**What you need to do**
Copy out each line from the start of the material below until the line with "use std::fmt;", that line included.

**Supplied material**
▼

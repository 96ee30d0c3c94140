//! Normalized interaction events
//!
//! Every capture source (OS hooks, the browser worker, the file and clipboard monitors)
//! produces the same closed [`Event`] union. Events are immutable once normalized and are
//! ordered by timestamp, ties broken by arrival.

pub mod buffer;
pub mod clipboard;
pub mod correlate;
pub mod file_op;
pub mod normalizer;

pub use buffer::EventBuffer;
pub use correlate::{AppType, DataFlow};
pub use file_op::{FileFilter, FileLocation};
pub use normalizer::{AppIdentity, DropReason, Normalized, Normalizer, OwnProcessFilter};

use crate::dom::ElementSnapshot;
use serde::{Deserialize, Serialize};
use std::fmt;

/// Which producer delivered an event
#[derive(Debug, Clone, Copy, PartialEq, Eq, Hash, Serialize, Deserialize)]
#[serde(rename_all = "lowercase")]
pub enum Origin {
    System,
    Browser,
    Auxiliary,
}

impl fmt::Display for Origin {
    fn fmt(&self, f: &mut fmt::Formatter<'_>) -> fmt::Result {
        match self {
            Self::System => write!(f, "system"),
            Self::Browser => write!(f, "browser"),
            Self::Auxiliary => write!(f, "auxiliary"),
        }
    }
}

/// Foreground application state when the event happened
#[derive(Debug, Clone, Default, PartialEq, Serialize, Deserialize)]
#[serde(rename_all = "camelCase")]
pub struct EventContext {
    #[serde(default, skip_serializing_if = "Option::is_none")]
    pub application: Option<String>,

    #[serde(default, skip_serializing_if = "Option::is_none")]
    pub url: Option<String>,

    #[serde(default, skip_serializing_if = "Option::is_none")]
    pub window_title: Option<String>,
}

impl EventContext {
    pub fn new() -> Self {
        Self::default()
    }

    /// Builder method: set application name
    pub fn with_application(mut self, application: impl Into<String>) -> Self {
        self.application = Some(application.into());
        self
    }

    /// Builder method: set page URL
    pub fn with_url(mut self, url: impl Into<String>) -> Self {
        self.url = Some(url.into());
        self
    }

    /// Builder method: set window title
    pub fn with_window_title(mut self, title: impl Into<String>) -> Self {
        self.window_title = Some(title.into());
        self
    }

    pub fn is_empty(&self) -> bool {
        self.application.is_none() && self.url.is_none() && self.window_title.is_none()
    }
}

#[derive(Debug, Clone, Copy, Default, PartialEq, Eq, Serialize, Deserialize)]
#[serde(rename_all = "lowercase")]
pub enum MouseButton {
    #[default]
    Left,
    Right,
    Middle,
}

/// Modifier keys held during a keystroke
#[derive(Debug, Clone, Copy, Default, PartialEq, Eq, Serialize, Deserialize)]
pub struct Modifiers {
    #[serde(default)]
    pub ctrl: bool,
    #[serde(default)]
    pub meta: bool,
    #[serde(default)]
    pub alt: bool,
    #[serde(default)]
    pub shift: bool,
}

impl Modifiers {
    pub fn any(&self) -> bool {
        self.ctrl || self.meta || self.alt || self.shift
    }

    /// Ctrl on Windows/Linux, Cmd on macOS
    pub fn command(&self) -> bool {
        self.ctrl || self.meta
    }

    /// Held modifiers in hotkey order
    pub fn names(&self) -> Vec<&'static str> {
        let mut names = Vec::new();
        if self.ctrl {
            names.push("ctrl");
        }
        if self.meta {
            names.push("meta");
        }
        if self.alt {
            names.push("alt");
        }
        if self.shift {
            names.push("shift");
        }
        names
    }
}

#[derive(Debug, Clone, PartialEq, Serialize, Deserialize)]
#[serde(rename_all = "camelCase")]
pub struct ClickPayload {
    pub x: f64,
    pub y: f64,

    #[serde(default)]
    pub button: MouseButton,

    #[serde(default, skip_serializing_if = "Option::is_none")]
    pub element: Option<ElementSnapshot>,
}

#[derive(Debug, Clone, PartialEq, Serialize, Deserialize)]
#[serde(rename_all = "camelCase")]
pub struct KeystrokePayload {
    pub key: String,

    #[serde(default)]
    pub modifiers: Modifiers,

    #[serde(default, skip_serializing_if = "Option::is_none")]
    pub element: Option<ElementSnapshot>,
}

#[derive(Debug, Clone, PartialEq, Serialize, Deserialize)]
#[serde(rename_all = "camelCase")]
pub struct TypedTextPayload {
    pub text: String,

    #[serde(default, skip_serializing_if = "Option::is_none")]
    pub element: Option<ElementSnapshot>,
}

#[derive(Debug, Clone, PartialEq, Serialize, Deserialize)]
#[serde(rename_all = "camelCase")]
pub struct NavigationPayload {
    pub url: String,

    #[serde(default, skip_serializing_if = "Option::is_none")]
    pub title: Option<String>,
}

/// Coarse classification of copied text
#[derive(Debug, Clone, Copy, Default, PartialEq, Eq, Hash, Serialize, Deserialize)]
#[serde(rename_all = "snake_case")]
pub enum ClipboardDataType {
    Email,
    Phone,
    Url,
    Number,
    Date,
    Tabular,
    Multiline,
    #[default]
    Text,
}

impl fmt::Display for ClipboardDataType {
    fn fmt(&self, f: &mut fmt::Formatter<'_>) -> fmt::Result {
        let name = match self {
            Self::Email => "email",
            Self::Phone => "phone",
            Self::Url => "url",
            Self::Number => "number",
            Self::Date => "date",
            Self::Tabular => "tabular",
            Self::Multiline => "multiline",
            Self::Text => "text",
        };
        f.write_str(name)
    }
}

#[derive(Debug, Clone, PartialEq, Serialize, Deserialize)]
#[serde(rename_all = "camelCase")]
pub struct ClipboardPayload {
    pub content: String,

    /// Filled by the normalizer
    #[serde(default)]
    pub preview: String,

    #[serde(default)]
    pub data_type: ClipboardDataType,

    /// Character count of the original content, before truncation
    #[serde(default)]
    pub length: usize,

    #[serde(default)]
    pub lines: usize,
}

#[derive(Debug, Clone, Copy, PartialEq, Eq, Hash, Serialize, Deserialize)]
#[serde(rename_all = "snake_case")]
pub enum FileOpKind {
    Created,
    Modified,
    Moved,
    Deleted,
}

impl fmt::Display for FileOpKind {
    fn fmt(&self, f: &mut fmt::Formatter<'_>) -> fmt::Result {
        let name = match self {
            Self::Created => "created",
            Self::Modified => "modified",
            Self::Moved => "moved",
            Self::Deleted => "deleted",
        };
        f.write_str(name)
    }
}

#[derive(Debug, Clone, PartialEq, Serialize, Deserialize)]
#[serde(rename_all = "camelCase")]
pub struct FileOpPayload {
    pub op: FileOpKind,
    pub path: String,

    /// Destination of a move; required for `moved`
    #[serde(default, skip_serializing_if = "Option::is_none")]
    pub dest_path: Option<String>,

    #[serde(default)]
    pub file_name: String,

    #[serde(default)]
    pub extension: String,

    #[serde(default, skip_serializing_if = "Option::is_none")]
    pub size: Option<u64>,

    #[serde(default)]
    pub location: FileLocation,
}

impl FileOpPayload {
    /// Path the operation left the file at
    pub fn effective_path(&self) -> &str {
        self.dest_path.as_deref().unwrap_or(&self.path)
    }
}

/// Kind-specific event data, tagged by `kind` on the wire
#[derive(Debug, Clone, PartialEq, Serialize, Deserialize)]
#[serde(tag = "kind", rename_all = "snake_case")]
pub enum EventPayload {
    Click(ClickPayload),
    Keystroke(KeystrokePayload),
    TypedText(TypedTextPayload),
    Navigation(NavigationPayload),
    ClipboardCopy(ClipboardPayload),
    FileOp(FileOpPayload),
}

#[derive(Debug, Clone, Copy, PartialEq, Eq, Hash, Serialize, Deserialize)]
#[serde(rename_all = "snake_case")]
pub enum EventKind {
    Click,
    Keystroke,
    TypedText,
    Navigation,
    ClipboardCopy,
    FileOp,
}

impl fmt::Display for EventKind {
    fn fmt(&self, f: &mut fmt::Formatter<'_>) -> fmt::Result {
        let name = match self {
            Self::Click => "click",
            Self::Keystroke => "keystroke",
            Self::TypedText => "typed_text",
            Self::Navigation => "navigation",
            Self::ClipboardCopy => "clipboard_copy",
            Self::FileOp => "file_op",
        };
        f.write_str(name)
    }
}

/// A normalized interaction event
#[derive(Debug, Clone, PartialEq, Serialize, Deserialize)]
#[serde(rename_all = "camelCase")]
pub struct Event {
    /// Milliseconds since the Unix epoch
    pub(crate) timestamp: u64,

    pub(crate) origin: Origin,

    #[serde(default, skip_serializing_if = "EventContext::is_empty")]
    pub(crate) context: EventContext,

    #[serde(flatten)]
    pub(crate) payload: EventPayload,
}

impl Event {
    pub fn new(timestamp: u64, origin: Origin, payload: EventPayload) -> Self {
        Self {
            timestamp,
            origin,
            context: EventContext::default(),
            payload,
        }
    }

    /// Builder method: attach foreground context
    pub fn with_context(mut self, context: EventContext) -> Self {
        self.context = context;
        self
    }

    pub fn click(timestamp: u64, x: f64, y: f64, element: Option<ElementSnapshot>) -> Self {
        Self::new(
            timestamp,
            Origin::Browser,
            EventPayload::Click(ClickPayload {
                x,
                y,
                button: MouseButton::Left,
                element,
            }),
        )
    }

    pub fn keystroke(timestamp: u64, key: impl Into<String>, modifiers: Modifiers) -> Self {
        Self::new(
            timestamp,
            Origin::Browser,
            EventPayload::Keystroke(KeystrokePayload {
                key: key.into(),
                modifiers,
                element: None,
            }),
        )
    }

    pub fn typed_text(timestamp: u64, text: impl Into<String>, element: Option<ElementSnapshot>) -> Self {
        Self::new(
            timestamp,
            Origin::Browser,
            EventPayload::TypedText(TypedTextPayload {
                text: text.into(),
                element,
            }),
        )
    }

    pub fn navigation(timestamp: u64, url: impl Into<String>) -> Self {
        Self::new(
            timestamp,
            Origin::Browser,
            EventPayload::Navigation(NavigationPayload {
                url: url.into(),
                title: None,
            }),
        )
    }

    pub fn timestamp(&self) -> u64 {
        self.timestamp
    }

    pub fn origin(&self) -> Origin {
        self.origin
    }

    pub fn context(&self) -> &EventContext {
        &self.context
    }

    pub fn payload(&self) -> &EventPayload {
        &self.payload
    }

    pub fn kind(&self) -> EventKind {
        match &self.payload {
            EventPayload::Click(_) => EventKind::Click,
            EventPayload::Keystroke(_) => EventKind::Keystroke,
            EventPayload::TypedText(_) => EventKind::TypedText,
            EventPayload::Navigation(_) => EventKind::Navigation,
            EventPayload::ClipboardCopy(_) => EventKind::ClipboardCopy,
            EventPayload::FileOp(_) => EventKind::FileOp,
        }
    }

    /// DOM snapshot carried by browser-side interactions
    pub fn element(&self) -> Option<&ElementSnapshot> {
        match &self.payload {
            EventPayload::Click(p) => p.element.as_ref(),
            EventPayload::Keystroke(p) => p.element.as_ref(),
            EventPayload::TypedText(p) => p.element.as_ref(),
            _ => None,
        }
    }

    /// URL the event belongs to; a navigation belongs to its target
    pub fn page_url(&self) -> Option<&str> {
        match &self.payload {
            EventPayload::Navigation(p) => Some(p.url.as_str()),
            _ => self.context.url.as_deref(),
        }
    }

    /// Enter-like key without command modifiers
    pub fn is_submit_key(&self) -> bool {
        match &self.payload {
            EventPayload::Keystroke(p) => {
                matches!(p.key.as_str(), "Enter" | "Return" | "NumpadEnter") && !p.modifiers.command()
            }
            _ => false,
        }
    }

    /// Ctrl+V / Cmd+V
    pub fn is_paste(&self) -> bool {
        match &self.payload {
            EventPayload::Keystroke(p) => p.key.eq_ignore_ascii_case("v") && p.modifiers.command(),
            _ => false,
        }
    }
}

#[cfg(test)]
mod tests {
    use super::*;
    use serde_json::json;

    #[test]
    fn test_decode_click_with_element() {
        let raw = json!({
            "kind": "click",
            "timestamp": 1000,
            "origin": "browser",
            "context": {"application": "Chrome", "url": "https://app.example.com"},
            "x": 12.0,
            "y": 30,
            "element": {"tag": "button", "id": "save"}
        });

        let event: Event = serde_json::from_value(raw).unwrap();
        assert_eq!(event.kind(), EventKind::Click);
        assert_eq!(event.timestamp(), 1000);
        assert_eq!(event.origin(), Origin::Browser);
        assert_eq!(event.page_url(), Some("https://app.example.com"));
        assert_eq!(event.element().unwrap().non_empty_id(), Some("save"));
    }

    #[test]
    fn test_decode_rejects_unknown_kind() {
        let raw = json!({"kind": "scroll", "timestamp": 1, "origin": "system"});
        assert!(serde_json::from_value::<Event>(raw).is_err());
    }

    #[test]
    fn test_serialize_shape() {
        let event = Event::typed_text(5, "Acme Corp", None)
            .with_context(EventContext::new().with_url("https://crm.example.com"));
        let json = serde_json::to_value(&event).unwrap();
        assert_eq!(json["kind"], "typed_text");
        assert_eq!(json["text"], "Acme Corp");
        assert_eq!(json["context"]["url"], "https://crm.example.com");

        let back: Event = serde_json::from_value(json).unwrap();
        assert_eq!(back, event);
    }

    #[test]
    fn test_key_predicates() {
        assert!(Event::keystroke(1, "Enter", Modifiers::default()).is_submit_key());
        let ctrl = Modifiers { ctrl: true, ..Default::default() };
        assert!(!Event::keystroke(1, "Enter", ctrl).is_submit_key());
        assert!(Event::keystroke(1, "v", ctrl).is_paste());
        assert!(!Event::keystroke(1, "v", Modifiers::default()).is_paste());
    }

    #[test]
    fn test_navigation_page_url_is_target() {
        let event = Event::navigation(1, "https://b.example.com")
            .with_context(EventContext::new().with_url("https://a.example.com"));
        assert_eq!(event.page_url(), Some("https://b.example.com"));
    }

    #[test]
    fn test_modifier_names() {
        let mods = Modifiers { ctrl: true, shift: true, ..Default::default() };
        assert_eq!(mods.names(), vec!["ctrl", "shift"]);
        assert!(mods.any());
    }
}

▲

**Answer to the problem**
repository 96ee30d0c3c94140
//! Normalized interaction events
//!
//! Every capture source (OS hooks, the browser worker, the file and clipboard monitors)
//! produces the same closed [`Event`] union. Events are immutable once normalized and are
//! ordered by timestamp, ties broken by arrival.

pub mod buffer;
pub mod clipboard;
pub mod correlate;
pub mod file_op;
pub mod normalizer;

pub use buffer::EventBuffer;
pub use correlate::{AppType, DataFlow};
pub use file_op::{FileFilter, FileLocation};
pub use normalizer::{AppIdentity, DropReason, Normalized, Normalizer, OwnProcessFilter};

use crate::dom::ElementSnapshot;
use serde::{Deserialize, Serialize};
use std::fmt;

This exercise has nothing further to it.